Buying cryptocurrency is a whole lot easier than selling it. Funny, that.
And that’s even before you get to the vile waste of energy that’s proof-of-work: bitcoin currently uses more energy than Hungary, in order to support 3-7 transactions per second.
Blockchains themselves are not entirely without use – for example the git version control system uses them. But if someone says “our product is on the blockchain”, slap them and leave.
I agree, on the whole, but I do have a more positive tale to tell about bitcoin.
TFD is a trustee of a local charity and in an attempt to raise more funds he set up a bitcoin account in the charity’s name, and put a link on their website for bitcoin donations alongside the more conventional links. It sat there unused for months and he got out of the habit of checking it regularly but a few months ago he had a quick look and discovered a single donation - worth over £18,000! An awful lot of money for a very small charity.
Someone obviously wanted to make a completely anonymous donation and bitcoin is perfect for the purpose, being completely untraceable.

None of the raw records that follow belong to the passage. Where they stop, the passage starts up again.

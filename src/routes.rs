//! Router assembly.
//!
//! SYSTEM CONTEXT
//! ==============
//! One Axum router serves the server-rendered Leptos app, the compiled WASM
//! bundle under `/pkg`, and a liveness probe. The backend API that owns
//! `/auth/*` lives on its own origin and is not proxied here.

#[cfg(test)]
#[path = "routes_test.rs"]
mod routes_test;

use std::path::PathBuf;

use axum::Router;
use axum::http::StatusCode;
use axum::routing::get;
use leptos::prelude::*;
use leptos_axum::{LeptosRoutes, generate_route_list};
use tower_http::services::ServeDir;
use tower_http::trace::TraceLayer;

/// Leptos SSR routes + static bundle + health check.
pub fn app(leptos_options: LeptosOptions) -> Router {
    let routes = generate_route_list(client::app::App);

    let leptos_router = Router::new()
        .leptos_routes(&leptos_options, routes, {
            let opts = leptos_options.clone();
            move || client::app::shell(opts.clone())
        })
        .with_state(leptos_options.clone());

    let site_root_path = PathBuf::from(leptos_options.site_root.as_ref());

    Router::new()
        .route("/healthz", get(healthz))
        .merge(leptos_router)
        .nest_service("/pkg", ServeDir::new(site_root_path.join("pkg")))
        .layer(TraceLayer::new_for_http())
}

async fn healthz() -> StatusCode {
    StatusCode::OK
}
//! `localStorage`-backed bearer token slot.
//!
//! TRADE-OFFS
//! ==========
//! Storage access is best-effort browser-only behavior. Private-mode or
//! disabled storage reads as "no token" and writes are dropped; SSR paths
//! no-op so server rendering always sees a signed-out, still-loading tab.
//! The slot is shared by every tab of the origin, but changes made by another
//! tab are only noticed on this tab's next mount or refresh.

use session::TokenStore;

/// Token store over `window.localStorage[key]`.
#[derive(Clone, Debug)]
pub struct BrowserTokenStore {
    #[cfg_attr(not(feature = "hydrate"), allow(dead_code))]
    key: String,
}

impl BrowserTokenStore {
    pub fn new(key: &str) -> Self {
        Self { key: key.to_owned() }
    }
}

#[cfg(feature = "hydrate")]
fn local_storage() -> Option<web_sys::Storage> {
    web_sys::window()?.local_storage().ok().flatten()
}

impl TokenStore for BrowserTokenStore {
    fn get(&self) -> Option<String> {
        #[cfg(feature = "hydrate")]
        {
            let raw = local_storage()?.get_item(&self.key).ok().flatten();
            session::token::non_empty(raw)
        }
        #[cfg(not(feature = "hydrate"))]
        {
            None
        }
    }

    fn set(&self, token: &str) {
        #[cfg(feature = "hydrate")]
        {
            if let Some(storage) = local_storage() {
                if storage.set_item(&self.key, token).is_err() {
                    log::warn!("auth: failed to persist token");
                }
            }
        }
        #[cfg(not(feature = "hydrate"))]
        {
            let _ = token;
        }
    }

    fn clear(&self) {
        #[cfg(feature = "hydrate")]
        {
            if let Some(storage) = local_storage() {
                let _ = storage.remove_item(&self.key);
            }
        }
    }
}
//! Auth-session context for the current browser tab.
//!
//! SYSTEM CONTEXT
//! ==============
//! `AuthProvider` builds the one `AuthSession` for the tab and mirrors its
//! state into an `RwSignal` so route guards and user-aware components re-render
//! on every transition. Components reach it through `use_auth` / `use_role`;
//! there is no module-level singleton.
//!
//! Server rendering never resolves a session: effects do not run during SSR,
//! so the server always renders the initial loading state and the browser
//! takes over after hydration.

#[cfg(test)]
#[path = "auth_test.rs"]
mod auth_test;

use std::rc::Rc;

use leptos::prelude::*;
use leptos_router::NavigateOptions;
use leptos_router::hooks::use_navigate;
use session::{AuthConfig, AuthSession, CallbackOutcome, CallbackPhase, RoleFlags, SessionState, User};

use crate::net::api::ApiResolver;
use crate::util::token_store::BrowserTokenStore;

/// Session type bound to browser storage and the `/auth/me` endpoint.
pub type BrowserSession = AuthSession<BrowserTokenStore, ApiResolver>;

type Navigator = Rc<dyn Fn(&str)>;

/// Copyable handle to the tab's authentication context.
#[derive(Clone, Copy)]
pub struct AuthContext {
    state: RwSignal<SessionState>,
    session: StoredValue<Rc<BrowserSession>, LocalStorage>,
    navigator: StoredValue<Navigator, LocalStorage>,
}

impl AuthContext {
    /// Reactive session state.
    pub fn state(&self) -> RwSignal<SessionState> {
        self.state
    }

    pub fn user(&self) -> Option<User> {
        self.state.with(|s| s.user.clone())
    }

    pub fn loading(&self) -> bool {
        self.state.with(|s| s.loading)
    }

    pub fn token(&self) -> Option<String> {
        self.state.with(|s| s.token.clone())
    }

    pub fn config(&self) -> AuthConfig {
        self.session.with_value(|session| session.config().clone())
    }

    /// Leave the app for the OAuth sign-in page.
    pub fn login(&self) {
        let url = self.session.with_value(|session| session.login_url());
        log::info!("auth: redirecting to sign-in");
        #[cfg(feature = "hydrate")]
        {
            if let Some(window) = web_sys::window() {
                let _ = window.location().set_href(&url);
            }
        }
        #[cfg(not(feature = "hydrate"))]
        {
            let _ = url;
        }
    }

    /// Sign out and replace the current page with the public root.
    pub fn logout(&self) {
        let target = self.session.with_value(|session| session.logout().to_owned());
        self.navigate_replace(&target);
    }

    /// Re-resolve whatever token is stored now.
    pub async fn refresh_auth(self) -> SessionState {
        let session = self.session.get_value();
        session.refresh_auth().await
    }

    /// Run the OAuth callback flow for the raw `query` string.
    pub async fn complete_callback(self, query: String, on_phase: impl FnMut(CallbackPhase)) -> CallbackOutcome {
        let active = self.session.get_value();
        session::complete_callback(&*active, &query, on_phase).await
    }

    pub fn dismiss_notice(&self) {
        self.session.with_value(|session| session.dismiss_notice());
    }

    /// Client-side navigation that replaces the current history entry.
    pub fn navigate_replace(&self, path: &str) {
        let _ = self.navigator.try_with_value(|navigate| navigate(path));
    }

    fn mount(self) {
        #[cfg(feature = "hydrate")]
        {
            let session = self.session.get_value();
            leptos::task::spawn_local(async move {
                session.mount().await;
            });
        }
        #[cfg(not(feature = "hydrate"))]
        {
            let _ = self;
        }
    }
}

/// Navigation options used for every auth-driven redirect.
pub fn replace_options() -> NavigateOptions {
    NavigateOptions { replace: true, ..NavigateOptions::default() }
}

/// Provide the auth context to `children` and start the initial resolution.
///
/// Must be rendered inside the `<Router>`.
#[component]
pub fn AuthProvider(children: Children) -> impl IntoView {
    let config = crate::config::auth_config();
    let session = Rc::new(AuthSession::new(
        config.clone(),
        BrowserTokenStore::new(&config.token_key),
        ApiResolver::new(&config),
    ));

    let state = RwSignal::new(session.state());
    session.subscribe(move |next| {
        let _ = state.try_set(next.clone());
    });

    let navigate = use_navigate();
    let navigator: Navigator = Rc::new(move |path: &str| navigate(path, replace_options()));

    let auth = AuthContext {
        state,
        session: StoredValue::new_local(session),
        navigator: StoredValue::new_local(navigator),
    };
    provide_context(auth);

    Effect::new(move || auth.mount());

    children()
}

/// The tab's auth context. Panics outside an `AuthProvider`.
pub fn use_auth() -> AuthContext {
    expect_context::<AuthContext>()
}

/// Role projection of the current user, recomputed on every state change.
pub fn use_role() -> Signal<RoleFlags> {
    let state = use_auth().state;
    Signal::derive(move || state.with(SessionState::role))
}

The problem often comes when a cryptocurrency-booster gets in among a bunch of people who don’t know much about it, and goes on and on about what a great idea it is. (NFTs have done a great deal of good here; more people than ever know what a truly terrible idea cryptocurrencies are.)
No one is complaining - at least I don’t think they are - about the worthwhile cause having benefited. Personally, I’m delighted, while continuing with me general fear and loathing stance re the phenomenon as a whole.
Young Thai doctor of graceful moves and great beauty is trying to tell the Covid +be nun that bhudda was a caring soul who would have patience and love for her fellow men to endure a few days of incarceration with buns at frequent intervals
Interesting to watch the differing faith approaches
Actually if you learn what it is and know what you aredoing it can make money. Not now with bitcoin. That does use lots of energy and the time to buy it was 10 years ago and to sell it a couple of years ago. The people that did that did make a fortune.
There are useful currencies that are already underpinning paypal and most bit finance institutions and there are experimental ones that will make money, as well as ones that won’t. You need to know what you are doing but Rory could find out and could easily have had advice from someone who did know and could have made enough to buy Alice a holiday.
We landscaped our garden last year and furnished it too with the profits from crypto, after taking out our initial stake and are still in the game. We bought quite a lot of household stuff too and I set up accounts about 3 years ago for my grandkids, one of whom is old enough to manage his and has enjoyed learning how to do so. I’m just about grasping what is happening but get help.
I haven’t had the brain power to manage day to day life very well for the last 4 years, so wouldn’t touch it with a bargepole, but can see that with concentration, & knowledge & summat with which to gamble, that it could work.